Сделав над собой усилие, Каренин обернулся к жене: она тихо плакала.
– Я изо всех сил пытался сделать как лучше, неужели ты не видишь, сколько всего я делал для тебя все прожитые годы? Неужели все это пустое, напрасное, гнусный, зияющий нуль и все мои старания хоть как-то загладить перед тобой вину попросту ничто? Анна, у тебя было все и даже больше. Я знаю, что платьями, брильянтами, мехами и всяческими безделушками мне не купить твое прощение за тогдашние прегрешения, но послушай! Я знаю, что немногим женам повезло так же, как тебе, об этом не принято говорить в обществе, но я никогда не давил на тебя, не попрекал за неисполнение супружеских обязанностей, не прикасался к себе с недвусмысленными намеками и даже не повышал на тебя голос. Неужели ты не в состоянии оценить все, что я для тебя сделал?

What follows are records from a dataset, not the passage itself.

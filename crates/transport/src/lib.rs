//! In-memory search transport.
//!
//! [`MemoryIndex`] implements [`marquee_searcher::SearchTransport`] over a
//! record set: prefix matching, facet and numeric filtering, disjunctive
//! faceting, pagination and highlighting. [`SearchClient`] groups named
//! indices, including the bundled `movies` and `actors` datasets.

mod client;
pub mod datasets;
mod error;
mod filter;
mod index;
mod matching;
mod settings;

pub use client::SearchClient;
pub use error::DatasetError;
pub use index::MemoryIndex;
pub use settings::{IndexSettings, SimulatedLatency};
//! Search intent value types for marquee.
//!
//! [`QuerySpec`] is the value a searcher snapshots on every request. Facet
//! refinements live in a [`FacetRefinementSet`], which knows how to encode
//! itself into the transport's nested facet filter list.

pub mod error;
pub mod numeric;
pub mod refinement;
pub mod refinement_set;
pub mod spec;

pub use error::{QueryError, Result};
pub use numeric::{NumericOp, NumericRefinement};
pub use refinement::FacetRefinement;
pub use refinement_set::{FacetFilter, FacetRefinementSet, FilterTerm};
pub use spec::QuerySpec;
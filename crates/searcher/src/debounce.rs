use std::time::Duration;

use parking_lot::Mutex;
use tokio_util::sync::CancellationToken;

/// Runs a callback once `delay` has passed without a newer call.
///
/// Each `call` cancels the callback scheduled by the previous one. Used to
/// coalesce bursts of query edits (slider drags, keystrokes) into one search.
#[derive(Debug)]
pub struct Debouncer {
	delay: Duration,
	pending: Mutex<Option<CancellationToken>>,
}

impl Debouncer {
	pub fn new(delay: Duration) -> Self {
		Self {
			delay,
			pending: Mutex::new(None),
		}
	}

	pub fn delay(&self) -> Duration {
		self.delay
	}

	/// Schedules `f` on the current tokio runtime, replacing any pending callback.
	pub fn call<F>(&self, f: F)
	where
		F: FnOnce() + Send + 'static,
	{
		let token = CancellationToken::new();
		if let Some(previous) = self.pending.lock().replace(token.clone()) {
			previous.cancel();
		}

		let delay = self.delay;
		tokio::spawn(async move {
			tokio::select! {
				() = token.cancelled() => {}
				() = tokio::time::sleep(delay) => f(),
			}
		});
	}

	/// Drops the pending callback, if any.
	pub fn cancel(&self) {
		if let Some(pending) = self.pending.lock().take() {
			pending.cancel();
		}
	}
}

impl Drop for Debouncer {
	fn drop(&mut self) {
		self.cancel();
	}
}
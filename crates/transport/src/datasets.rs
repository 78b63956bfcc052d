//! Record sets bundled with the crate.

use crate::error::DatasetError;
use crate::index::MemoryIndex;
use crate::settings::IndexSettings;

pub const MOVIES: &str = "movies";
pub const ACTORS: &str = "actors";

const MOVIES_JSON: &str = include_str!("../data/movies.json");
const ACTORS_JSON: &str = include_str!("../data/actors.json");

/// Movies, searchable by title, faceted by genre and year, best rated first.
pub fn movies() -> Result<MemoryIndex, DatasetError> {
	let settings = IndexSettings::default()
		.searchable(["title"])
		.faceting(["genre", "year"])
		.ranking(["rating", "year"]);
	MemoryIndex::from_json(MOVIES, settings, MOVIES_JSON)
}

/// Actors, searchable by name, most popular first.
pub fn actors() -> Result<MemoryIndex, DatasetError> {
	let settings = IndexSettings::default().searchable(["name"]).ranking(["rating"]);
	MemoryIndex::from_json(ACTORS, settings, ACTORS_JSON)
}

– Вы упрекаете меня в неблагодарности, да-да, не отпирайтесь, но в то же время ни разу за все эти годы не задумывались о том, что я вовсе не просила от Вас всех перечисленных Вами благ, – всхлипнув, молодая женщина продолжила чуть тише, – обманом Вы женились на мне (прежде я все грешила на своих покойных тетушек), обманом окутали всю мою жизнь, превратив ее в жалкое подобие жизни, из всего настоящего, светлого, искреннего в этом доме здесь только Сережа. Мой лучик цвета, моя радость, тот, кому я безудержно дарила свои любовь и ласку. В благоговении Вы все эти годы ходили вокруг меня, сдували пылинки. Я знаю, что сейчас Вы назовете это любовью, такой, как Вы ее видите. Но вот, в чем загвоздка. Мне не нужна Ваша любовь. Ни та, ни эта. Я жажду совсем иного, более светлого, возвышенного. Того, что нельзя купить. Я хочу любить и быть любимой, я хочу дарить и получать взамен, я хочу головокружительных страстей и в то же время тихой, блаженной пристани. Так почему Вы лишаете меня этого? Вы, как живой труп, вцепились в мою руку и тянете меня к себе в могилу заживо.
– Потому что иначе тебя погубят, Анна. Потому что даже если бы я тогда не женился на тебе, ты все равно бы на каком-нибудь этапе жизни рано или поздно повстречала бы этого самого офицера. И... ты не смогла бы с ним жить долго и счастливо, как того столь пламенно хочешь, что тогда, что теперь. Это суждено судьбой. Эта связь с графом тебя убьет и противиться этой могущественной силе рока нет смысла. Это уже предопределено, если я сдамся и допущу принимать его в нашем доме и впредь. Однако, я нисколько не сомневаюсь, что вы с ним уже ищете и иные лазейки, дабы одурачить меня.
– Алексей Александрович, послушайте же. Я погибла не по его вине. Скорее по Вашей. И в большей части, по своей.
Мужчина опешил:
– Позволь, но как же так?
– Вы многое не знаете из тех подробностей перед казнью.